駐在員雑感(第45回) 「年夜飯」

  • 投稿日:2008.02.02
    • 002:職員コラム

1月末から中国は、記録的な大雪になりました。新聞発表によると上海では、なんと1893年以来、115年ぶりの大雪という報道です。本当かなあと思いますが、確かにすごい雪でした。市内一面銀世界で、私の住んでいるところ(上海中心からは西の郊外ですが)は、5から6cm位は雪が積りました。
今回のこの大雪は、都会への出稼ぎ労働者がふるさとへ帰る「春運」と呼ばれる帰省ラッシュと重なり、中国のたくさんのところで交通麻痺が生じ、大混乱でした。長距離バスの運休、高速道路の封鎖、列車、飛行機の欠航などなど、中国国民にとって、家族と過す最も大切な春節を前に、この大雪は大迷惑だったのではないでしょうか?

さて、年を越すにあたり中国では、「年夜飯」を食べるという習慣があるようです。この時期、上海市内のレストランでも 「年夜飯」予約の看板が市内至る所で見られます。
「年夜飯」は、もともと、大晦日(今年は2月6日)に、家族が一緒に自分の家で、ワンタンや餃子、もち菓子、餡子入り団子などを食べることを指していましたが、最近では、レストランで普段よりちょっと贅沢な食事をする人が増えているようです。
市内のレストランにとっては、忘年会、年夜飯と一年で一番の書き入れ時なのです。(世界中、年末はどこも忙しいようです。)
上海では、年夜飯として、「八宝飯」というあずき入りのもち米ごはんや「圓子」という甘酒の中に団子が入っているような料理などが欠かせないようです。また、普通よりも少々豪華な魚料理、鶏肉料理、鴨などを食べるそうです。また、中国は広いので地域によって食べるものが違い、北のほうでは、「餃子」が欠かせない料理のようです。
市内のレストランに「年夜飯」の特別メニューについて聞いたところ、以外にも特別な料理があるところは少なく、通常と同じ料理をコースで提供していることが多いようでした。しかし、とあるレストランでは「全家福」「全家楽」「全家和」と銘打った特別コース料理を提供しており、価格は2,088元、1,988元、1,688元(1元≒16円)で高級魚料理や鮑料理も含まれています。当日は概ね予約で一杯とのことでした。
また、レストランによっては、「コース料理の出前サービス」を行うところもあるようです。このサービスは非常に人気で、市内の有名中華料理店は、昨年この出前メニューを5,000セット程度売ったということで、今年は昨年の20%増だそうです。

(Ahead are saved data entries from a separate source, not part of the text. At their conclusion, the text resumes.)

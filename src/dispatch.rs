use std::sync::Arc;

use tracing::{debug, error, info};

use crate::error::{DeliveryError, UpstreamError};
use crate::format;
use crate::market::{MarketData, PulseSection};
use crate::platform::{InboundMessage, OutboundReply, ReplySender};

/// A chat command recognised from message text.
#[derive(Debug, Clone, PartialEq, Eq)]
pub enum Command {
    Help,
    Top10,
    Trending,
    Pulse,
    Global,
    /// `/price <coin>`; holds the first word after the prefix as typed.
    Price(String),
    Unrecognized,
}

const PRICE_PREFIX: &str = "/price ";

impl Command {
    /// Case-insensitive match on the trimmed text. Anything else is
    /// [`Command::Unrecognized`].
    pub fn parse(text: &str) -> Self {
        let text = text.trim();

        match text.to_lowercase().as_str() {
            "/start" | "/help" => return Command::Help,
            "/top10" => return Command::Top10,
            "/trending" => return Command::Trending,
            "/pulse" => return Command::Pulse,
            "/global" => return Command::Global,
            _ => {}
        }

        let has_price_prefix = text
            .get(..PRICE_PREFIX.len())
            .is_some_and(|prefix| prefix.eq_ignore_ascii_case(PRICE_PREFIX));
        if has_price_prefix {
            if let Some(coin) = text[PRICE_PREFIX.len()..].split_whitespace().next() {
                return Command::Price(coin.to_string());
            }
        }

        Command::Unrecognized
    }

    pub fn name(&self) -> &'static str {
        match self {
            Command::Help => "help",
            Command::Top10 => "top10",
            Command::Trending => "trending",
            Command::Pulse => "pulse",
            Command::Global => "global",
            Command::Price(_) => "price",
            Command::Unrecognized => "unrecognized",
        }
    }
}

/// What happened to an inbound message.
#[derive(Debug, Clone, Copy, PartialEq, Eq)]
pub enum Dispatch {
    Replied,
    Ignored,
}

/// Turns inbound messages into replies: parse, fetch, format, send.
pub struct CommandDispatcher {
    market: Arc<dyn MarketData>,
    sender: Arc<dyn ReplySender>,
}

impl CommandDispatcher {
    pub fn new(market: Arc<dyn MarketData>, sender: Arc<dyn ReplySender>) -> Self {
        Self { market, sender }
    }

    /// Handle one message. Upstream failures become an apology reply; only a
    /// rejected delivery is reported back.
    pub async fn handle(&self, message: &InboundMessage) -> Result<Dispatch, DeliveryError> {
        let command = Command::parse(&message.text);
        let Some(markup_text) = self.render(&command).await else {
            debug!("Ignoring message in chat {}: {:?}", message.chat_id.0, message.text);
            return Ok(Dispatch::Ignored);
        };

        info!("Replying to /{} in chat {}", command.name(), message.chat_id.0);

        self.sender
            .send(&OutboundReply {
                chat_id: message.chat_id,
                markup_text,
            })
            .await?;

        Ok(Dispatch::Replied)
    }

    /// Webhook boundary: handle and log, never fail.
    pub async fn dispatch(&self, message: &InboundMessage) {
        if let Err(e) = self.handle(message).await {
            error!("Failed to deliver reply to chat {}: {}", message.chat_id.0, e);
        }
    }

    async fn render(&self, command: &Command) -> Option<String> {
        let text = match command {
            Command::Help => format::help(),
            Command::Global => recover(
                self.market.global_stats().await.map(|s| format::global_stats(&s)),
                "global market data",
            ),
            Command::Top10 => recover(
                self.market.top10().await.map(|rows| format::top10(&rows)),
                "top 10 data",
            ),
            Command::Trending => recover(
                self.market.trending().await.map(|items| format::trending(&items)),
                "trending coins",
            ),
            Command::Price(coin) => recover(
                self.market.search_price(coin).await.map(|detail| match detail {
                    Some(detail) => format::coin_detail(&detail),
                    None => format::coin_not_found(coin),
                }),
                "price data",
            ),
            Command::Pulse => self.pulse().await,
            Command::Unrecognized => return None,
        };
        Some(text)
    }

    async fn pulse(&self) -> String {
        let [first, second, third] = PulseSection::ALL;
        let (a, b, c) = tokio::join!(
            self.market.pulse_section(first),
            self.market.pulse_section(second),
            self.market.pulse_section(third),
        );

        format::pulse(&[(first, a), (second, b), (third, c)])
    }
}

fn recover(result: Result<String, UpstreamError>, what: &str) -> String {
    result.unwrap_or_else(|e| {
        error!("Failed to fetch {}: {}", what, e);
        format::failure(what)
    })
}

 一方、伝統的に家で「年夜飯」を作るという人もいるようです。以前の雑感で上海の女性はあまり家事をやらないということを紹介しましたが、しっかりと家族のために自分の家で「年夜飯」を作る人もいるのですね。
上海の新聞によると、市内に住む女性は、「家族が家で『年夜飯』を食べるのはもう5、6年ぶり。今年は、大晦日が休みなので、私が一日かけて家で『年夜飯』を準備し、家族に私の腕前を見せるつもりだ。」との記事が載っておりました。この女性は、夫の両親を家に呼んで、義母と一緒に「年夜飯」を作るそうですが、このような女性は、あまり多くないのかもしれません。

それから、さらに、新聞によると、市民の中にはレストランでの「年夜飯」は、騒がしく、慌しいので、もういやだと感じている人も多いようです。「年夜飯」だからと仰々しく料理をしたり、レストランに行くのではなく、簡単な食事でいいから、家でのんびりテレビを見て過すという人が多いことも事実のようです。

 「年夜飯」のかたちはいろいろあるようですね。今年の上海は、雪が残る大晦日になりそうです。何より大切なのは「一家団欒」ということでしょうか?